コラム第36回
【専門医が解説】もっとも身近で手ごろな詰め物「CR(コンポジットレジン)」のメリット
[2024.12.28]
コンポジットレジンって何?
コンポジットレジンとは、むし歯治療に最も多く使われている、セラミック粒子 とレジン(合成樹脂)を混ぜ合わせた白いプラスチックの詰め物のことです。
特殊な光を照射することで接着・硬化する性質があり、15~20秒程度の照射で完了するため短時間で治療を完了することができます。
以前は経年劣化しやすい性質だったため、銀などに比べ、日本ではあまり一般的ではない詰め物でしたが、近年では耐久性が上がったため、むし歯治療の第一選択肢として広く使われています。
どんなときに使うの?
比較的むし歯の進行が小さい治療に使われます。
むし歯治療はおおまかに分けて4つあります。
①CR | 比較的小さなむし歯の治療に用います。 |
②インレー | やや大きなむし歯で隣の歯と接している場合や、奥歯などの強い嚙み合わせの力が必要な場合に用いられます。 |
③抜髄 | むし歯の大きさが大きく、神経まで達している、もしくは神経が死んでしまっている場合は神経を抜く③抜髄か、最悪の場合は④抜歯治療の可能性があります。 |
④抜歯 |
CRはむし歯が進行して大きくなった場合には、基本的には使われません。
どんなメリットがあるの?
- 保険適用なので安全で、費用も少なく済みます。
- 短ければ30分程度の時間で治療が終わります。また、治療回数も基本的には1回で終わります。
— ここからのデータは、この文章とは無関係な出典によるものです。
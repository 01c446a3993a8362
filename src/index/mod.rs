//! Nearest-neighbour lookup of perceptual hashes under Hamming distance.
//!
//! Two interchangeable implementations of [`HashIndex`] are provided:
//! - [`TrieIndex`]: binary trie with branch-and-bound search (default)
//! - [`ScanIndex`]: exhaustive scan, used as a reference and for tiny catalogs
//!
//! Both are immutable once built and safe to share across threads. [`MemoizedIndex`]
//! wraps either one with a bounded memo of recent queries.

pub mod backend;
mod collector;
pub mod error;
pub mod memo;
#[cfg(any(test, feature = "mock"))]
pub mod mock;
pub mod phash;
pub mod scan;
pub mod trie;
pub mod types;

pub use backend::{CatalogIndex, HashIndex};
pub use error::{IndexError, IndexResult, PHashError};
pub use memo::MemoizedIndex;
#[cfg(any(test, feature = "mock"))]
pub use mock::{CountingIndex, flip_bits, random_catalog, random_hash, seeded_rng};
pub use phash::{HashBits, PHash, hamming_distance};
pub use scan::ScanIndex;
pub use trie::TrieIndex;
pub use types::{CatalogItem, IndexKind, IndexSummary, MatchResult};
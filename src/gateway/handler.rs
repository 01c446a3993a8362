use axum::{
    Json,
    extract::{Path, State},
    http::{HeaderMap, HeaderValue, StatusCode},
    response::{IntoResponse, Response},
};
use tracing::{debug, info, instrument};

use crate::gateway::error::GatewayError;
use crate::gateway::payload::{
    FrameRequest, FrameResponse, MatchRequest, MatchResponse, SessionResponse,
};
use crate::gateway::state::HandlerState;
use crate::index::HashIndex;
use crate::matcher::{CARDSCAN_STATUS_HEADER, CARDSCAN_STATUS_REMOVED, MatchQuery, MatchStatus};

#[instrument(skip(state, request), fields(session = tracing::field::Empty))]
pub async fn match_handler<I>(
    State(state): State<HandlerState<I>>,
    Json(request): Json<serde_json::Value>,
) -> Result<Response, GatewayError>
where
    I: HashIndex + 'static,
{
    let request: MatchRequest = serde_json::from_value(request)
        .map_err(|e| GatewayError::InvalidRequest(format!("Invalid request schema: {}", e)))?;
    let session_id = normalize_session(request.session_id);
    if let Some(session_id) = &session_id {
        tracing::Span::current().record("session", session_id.as_str());
    }

    let hash = request.hash.to_phash(state.matcher.bit_length())?;
    let query = MatchQuery {
        session_id,
        hash,
        tolerance: validate_tolerance(request.tolerance)?,
        coordinates: request.coordinates,
    };

    let matcher = state.matcher.clone();
    let found = tokio::task::spawn_blocking(move || matcher.match_query(&query))
        .await
        .map_err(|e| GatewayError::InternalError(format!("match task failed: {}", e)))??;

    let status = found.as_ref().map_or(MatchStatus::Miss, |m| m.status);
    debug!(status = %status, "Match handled");

    Ok(make_response(
        status,
        MatchResponse {
            status: status.as_header_value(),
            result: found,
        },
    ))
}

#[instrument(skip(state, request), fields(cards = tracing::field::Empty))]
pub async fn frames_handler<I>(
    State(state): State<HandlerState<I>>,
    Json(request): Json<serde_json::Value>,
) -> Result<Response, GatewayError>
where
    I: HashIndex + 'static,
{
    let request: FrameRequest = serde_json::from_value(request)
        .map_err(|e| GatewayError::InvalidRequest(format!("Invalid request schema: {}", e)))?;
    tracing::Span::current().record("cards", request.cards.len());

    let session_id = normalize_session(request.session_id);
    let tolerance = validate_tolerance(request.tolerance)?;
    let bit_length = state.matcher.bit_length();

    let queries = request
        .cards
        .into_iter()
        .map(|card| -> Result<MatchQuery, GatewayError> {
            Ok(MatchQuery {
                session_id: session_id.clone(),
                hash: card.hash.to_phash(bit_length)?,
                tolerance,
                coordinates: card.coordinates,
            })
        })
        .collect::<Result<Vec<_>, GatewayError>>()?;

    let cards = queries.len();
    let results: Vec<_> = state
        .matcher
        .match_frame(queries)
        .await?
        .into_iter()
        .flatten()
        .collect();

    let status = if results.is_empty() {
        MatchStatus::Miss
    } else if results.iter().all(|m| m.status == MatchStatus::HitSession) {
        MatchStatus::HitSession
    } else {
        MatchStatus::HitIndex
    };
    info!(cards, matched = results.len(), "Frame handled");

    Ok(make_response(status, FrameResponse { cards, results }))
}

#[instrument(skip(state))]
pub async fn end_session_handler<I>(
    State(state): State<HandlerState<I>>,
    Path(session_id): Path<String>,
) -> Response
where
    I: HashIndex + 'static,
{
    let removed = state.matcher.end_session(&session_id);

    let mut headers = HeaderMap::new();
    headers.insert(
        CARDSCAN_STATUS_HEADER,
        HeaderValue::from_static(CARDSCAN_STATUS_REMOVED),
    );

    (
        StatusCode::OK,
        headers,
        Json(SessionResponse {
            status: CARDSCAN_STATUS_REMOVED,
            session_id,
            removed,
        }),
    )
        .into_response()
}

pub(crate) fn make_response<T: serde::Serialize>(status: MatchStatus, body: T) -> Response {
    let mut headers = HeaderMap::new();
    headers.insert(
        CARDSCAN_STATUS_HEADER,
        HeaderValue::from_static(status.as_header_value()),
    );
    (StatusCode::OK, headers, Json(body)).into_response()
}

/// Blank session ids are treated as absent.
pub(crate) fn normalize_session(session_id: Option<String>) -> Option<String> {
    session_id
        .map(|s| s.trim().to_string())
        .filter(|s| !s.is_empty())
}

pub(crate) fn validate_tolerance(tolerance: Option<i64>) -> Result<Option<u32>, GatewayError> {
    match tolerance {
        None => Ok(None),
        Some(t) => u32::try_from(t).map(Some).map_err(|_| {
            GatewayError::InvalidRequest(format!(
                "tolerance must be a non-negative integer, got {}",
                t
            ))
        }),
    }
}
- 天然歯に近い色合いなので、治療跡が目立ちにくいです。
- プラスチック樹脂製なので、金属アレルギーの方でも安心してお使いいただけます。
コンポジットレジンで気をつけることは?
経年劣化により変色が起きたり、表面に傷ができやすいです。
CRは金属やセラミックに比べて強度は低いため、すり減りやすい性質があります。
基本的に定期的な再治療が必要となる治療です。
また、前述の通り広範囲や、進行の進んだ大きなむし歯には適用できません。
CRは歯の削りを最低限にし、できるだけ温存するという観点では、非常に優れた治療法です。
できるだけ長くお使いいただけるように日常のメンテナンスや検診が大切ですね。